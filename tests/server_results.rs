//! Tests for InMemoryResults: query semantics and job bookkeeping.

mod common;

use common::sample_result;
use walker_rpc::error::RpcError;
use walker_rpc::server::{InMemoryResults, WalkerService};
use walker_rpc::types::Filters;

#[tokio::test]
async fn new_store_is_empty() {
    let store = InMemoryResults::new("http://site");
    assert!(store.is_empty().await);
    assert_eq!(store.target_url(), "http://site");

    let status = store.get_status().await.unwrap();
    assert_eq!((status.open, status.done, status.pending), (0, 0, 0));

    let page = store.get_results(Filters::new(), 0, 10).await.unwrap();
    assert!(page.results.is_empty());
    assert_eq!(page.num_pages, 0);
    assert_eq!(page.filter_options.min_dur, 0);
    assert_eq!(page.filter_options.max_dur, 0);
}

#[tokio::test]
async fn insert_replaces_result_for_same_url() {
    let store = InMemoryResults::new("http://site");
    store.insert_result(sample_result("http://site/a", 500, 1)).await;
    store.insert_result(sample_result("http://site/a", 200, 2)).await;
    assert_eq!(store.len().await, 1);

    let page = store.get_results(Filters::new(), 0, 10).await.unwrap();
    assert_eq!(page.results[0].code, 200);
}

#[tokio::test]
async fn num_pages_rounds_up() {
    let store = InMemoryResults::new("http://site");
    for i in 0..5 {
        store
            .insert_result(sample_result(&format!("http://site/{i}"), 200, 1))
            .await;
    }
    let page = store.get_results(Filters::new(), 0, 2).await.unwrap();
    assert_eq!(page.num_pages, 3);

    let last = store.get_results(Filters::new(), 2, 2).await.unwrap();
    assert_eq!(last.results.len(), 1);
    assert_eq!(last.results[0].target_url, "http://site/4");
}

#[tokio::test]
async fn huge_page_size_returns_everything_on_one_page() {
    let store = InMemoryResults::new("http://site");
    for i in 0..3 {
        store
            .insert_result(sample_result(&format!("http://site/{i}"), 200, 1))
            .await;
    }
    let page = store.get_results(Filters::new(), 0, i64::MAX).await.unwrap();
    assert_eq!(page.num_pages, 1);
    assert_eq!(page.results.len(), 3);

    let past_end = store.get_results(Filters::new(), 1, i64::MAX).await.unwrap();
    assert_eq!(past_end.num_pages, 1);
    assert!(past_end.results.is_empty());
}

#[tokio::test]
async fn negative_page_is_rejected() {
    let store = InMemoryResults::new("http://site");
    let err = store.get_results(Filters::new(), -1, 10).await.unwrap_err();
    assert!(matches!(err, RpcError::InvalidParams(_)));
}

#[tokio::test]
async fn jobs_count_as_open_or_pending() {
    let store = InMemoryResults::new("http://site");
    store.set_job("http://site/a", false).await;
    store.set_job("http://site/b", true).await;
    store.set_job("http://site/a", true).await;

    let status = store.get_status().await.unwrap();
    assert_eq!(status.open, 0);
    assert_eq!(status.pending, 2);

    store.remove_job("http://site/b").await;
    let status = store.get_status().await.unwrap();
    assert_eq!(status.pending, 1);
}

#[tokio::test]
async fn clear_drops_results_and_jobs() {
    let store = InMemoryResults::new("http://site");
    store.insert_result(sample_result("http://site/a", 200, 1)).await;
    store.set_job("http://site/b", true).await;
    store.clear().await;

    let status = store.get_status().await.unwrap();
    assert_eq!((status.open, status.done, status.pending), (0, 0, 0));
}
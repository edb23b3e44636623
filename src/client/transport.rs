//! Transport layer for walker RPC calls.
//!
//! Provides the [`Transport`] trait, which performs one round trip for one
//! named operation with positional arguments, and [`HttpTransport`], the
//! standard binding: `POST {endpoint}/{operation}` with a JSON array body.

use std::collections::HashMap;
use std::time::Duration;

use async_trait::async_trait;
use percent_encoding::{utf8_percent_encode, AsciiSet, NON_ALPHANUMERIC};
use reqwest::header::{HeaderMap, HeaderName, HeaderValue, CONTENT_TYPE};
use serde_json::Value;
use tracing::{debug, warn, Instrument};

use crate::error::{RpcError, RpcResult};
use crate::utils::constants::JSON_CONTENT_TYPE;

/// Characters left unescaped by JavaScript's `encodeURIComponent`.
const URI_COMPONENT: &AsciiSet = &NON_ALPHANUMERIC
    .remove(b'-')
    .remove(b'_')
    .remove(b'.')
    .remove(b'!')
    .remove(b'~')
    .remove(b'*')
    .remove(b'\'')
    .remove(b'(')
    .remove(b')');

/// Build the request URL for `operation` under `endpoint`.
///
/// The operation name is percent-encoded as a single path segment, so
/// reserved characters (`/`, `?`, `#`, spaces, ...) never change the path
/// structure.
///
/// ```
/// use walker_rpc::client::operation_url;
///
/// assert_eq!(
///     operation_url("http://host/service/walker", "Get Status"),
///     "http://host/service/walker/Get%20Status",
/// );
/// ```
pub fn operation_url(endpoint: &str, operation: &str) -> String {
    format!(
        "{}/{}",
        endpoint,
        utf8_percent_encode(operation, URI_COMPONENT)
    )
}

/// One network round trip per call.
///
/// Implementations serialize whatever arguments they are given; arity and
/// kinds are the caller's concern. Every failure is returned as an
/// [`RpcError`], never as a value.
#[async_trait]
pub trait Transport: Send + Sync {
    /// Call `operation` with positional `args` and return the decoded JSON body.
    async fn call(&self, operation: &str, args: Vec<Value>) -> RpcResult<Value>;

    /// The endpoint this transport is bound to.
    fn endpoint(&self) -> &str;
}

/// Configuration for [`HttpTransport`].
#[derive(Debug, Clone, Default)]
pub struct TransportConfig {
    /// Request timeout. `None` (the default) waits indefinitely.
    pub timeout: Option<Duration>,
    /// Additional HTTP headers to include on every request.
    pub headers: HashMap<String, String>,
}

/// JSON over HTTP transport using `reqwest`.
///
/// # Example
///
/// ```no_run
/// use walker_rpc::client::HttpTransport;
///
/// let transport = HttpTransport::new("http://localhost:8080/service/walker");
/// ```
#[derive(Debug, Clone)]
pub struct HttpTransport {
    client: reqwest::Client,
    endpoint: String,
}

impl HttpTransport {
    /// Create a transport bound to an absolute endpoint URL with default configuration.
    pub fn new(endpoint: impl Into<String>) -> Self {
        Self::with_config(endpoint, TransportConfig::default())
    }

    /// Create a transport with custom configuration.
    pub fn with_config(endpoint: impl Into<String>, config: TransportConfig) -> Self {
        let mut default_headers = HeaderMap::new();
        for (key, value) in &config.headers {
            if let (Ok(name), Ok(val)) = (
                HeaderName::from_bytes(key.as_bytes()),
                HeaderValue::from_str(value),
            ) {
                default_headers.insert(name, val);
            } else {
                warn!(header = %key, "skipping invalid header");
            }
        }

        let mut builder = reqwest::Client::builder().default_headers(default_headers);
        if let Some(timeout) = config.timeout {
            builder = builder.timeout(timeout);
        }
        let client = builder.build().unwrap_or_else(|e| {
            warn!(error = %e, "failed to build configured HTTP client, using defaults");
            reqwest::Client::new()
        });

        Self {
            client,
            endpoint: endpoint.into(),
        }
    }

    /// Create a transport with an existing `reqwest::Client`.
    pub fn with_client(endpoint: impl Into<String>, client: reqwest::Client) -> Self {
        Self {
            client,
            endpoint: endpoint.into(),
        }
    }

    async fn round_trip(&self, url: &str, args: &[Value]) -> RpcResult<Value> {
        let body = serde_json::to_vec(args)
            .map_err(|e| RpcError::Other(format!("failed to serialize arguments: {e}")))?;

        debug!("fetching");

        let response = self
            .client
            .post(url)
            .header(CONTENT_TYPE, JSON_CONTENT_TYPE)
            .body(body)
            .send()
            .await
            .map_err(|e| {
                if e.is_timeout() {
                    RpcError::Timeout(format!("request timed out: {e}"))
                } else if e.is_connect() {
                    RpcError::Transport(format!("connection failed: {e}"))
                } else {
                    RpcError::Transport(format!("HTTP request failed: {e}"))
                }
            })?;

        let status = response.status();
        let text = response
            .text()
            .await
            .map_err(|e| RpcError::Transport(format!("failed to read response body: {e}")))?;

        if !status.is_success() {
            return Err(RpcError::Http {
                status: status.as_u16(),
                body: text,
            });
        }

        match serde_json::from_str(&text) {
            Ok(value) => Ok(value),
            Err(e) => Err(RpcError::InvalidJson {
                message: e.to_string(),
                body: text,
            }),
        }
    }
}

#[async_trait]
impl Transport for HttpTransport {
    async fn call(&self, operation: &str, args: Vec<Value>) -> RpcResult<Value> {
        let url = operation_url(&self.endpoint, operation);
        let call_id = uuid::Uuid::new_v4();
        let span = tracing::debug_span!("rpc_call", %operation, %url, %call_id);

        async {
            let result = self.round_trip(&url, &args).await;
            if let Err(err) = &result {
                match err {
                    RpcError::InvalidJson { body, .. } => {
                        warn!(error = %err, last_response = %body, "call failed");
                    }
                    _ => warn!(error = %err, "call failed"),
                }
            }
            result
        }
        .instrument(span)
        .await
    }

    fn endpoint(&self) -> &str {
        &self.endpoint
    }
}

Problem to work on:
Please reproduce exactly the lines in the listing above from the one containing "pub fn with_client(endpoint: impl" through the one containing "let result = self.round_trip(&url, &args).await;", both included, and nothing more.

Exercise output:
    pub fn with_client(endpoint: impl Into<String>, client: reqwest::Client) -> Self {
        Self {
            client,
            endpoint: endpoint.into(),
        }
    }

    async fn round_trip(&self, url: &str, args: &[Value]) -> RpcResult<Value> {
        let body = serde_json::to_vec(args)
            .map_err(|e| RpcError::Other(format!("failed to serialize arguments: {e}")))?;

        debug!("fetching");

        let response = self
            .client
            .post(url)
            .header(CONTENT_TYPE, JSON_CONTENT_TYPE)
            .body(body)
            .send()
            .await
            .map_err(|e| {
                if e.is_timeout() {
                    RpcError::Timeout(format!("request timed out: {e}"))
                } else if e.is_connect() {
                    RpcError::Transport(format!("connection failed: {e}"))
                } else {
                    RpcError::Transport(format!("HTTP request failed: {e}"))
                }
            })?;

        let status = response.status();
        let text = response
            .text()
            .await
            .map_err(|e| RpcError::Transport(format!("failed to read response body: {e}")))?;

        if !status.is_success() {
            return Err(RpcError::Http {
                status: status.as_u16(),
                body: text,
            });
        }

        match serde_json::from_str(&text) {
            Ok(value) => Ok(value),
            Err(e) => Err(RpcError::InvalidJson {
                message: e.to_string(),
                body: text,
            }),
        }
    }
}

#[async_trait]
impl Transport for HttpTransport {
    async fn call(&self, operation: &str, args: Vec<Value>) -> RpcResult<Value> {
        let url = operation_url(&self.endpoint, operation);
        let call_id = uuid::Uuid::new_v4();
        let span = tracing::debug_span!("rpc_call", %operation, %url, %call_id);

        async {
            let result = self.round_trip(&url, &args).await;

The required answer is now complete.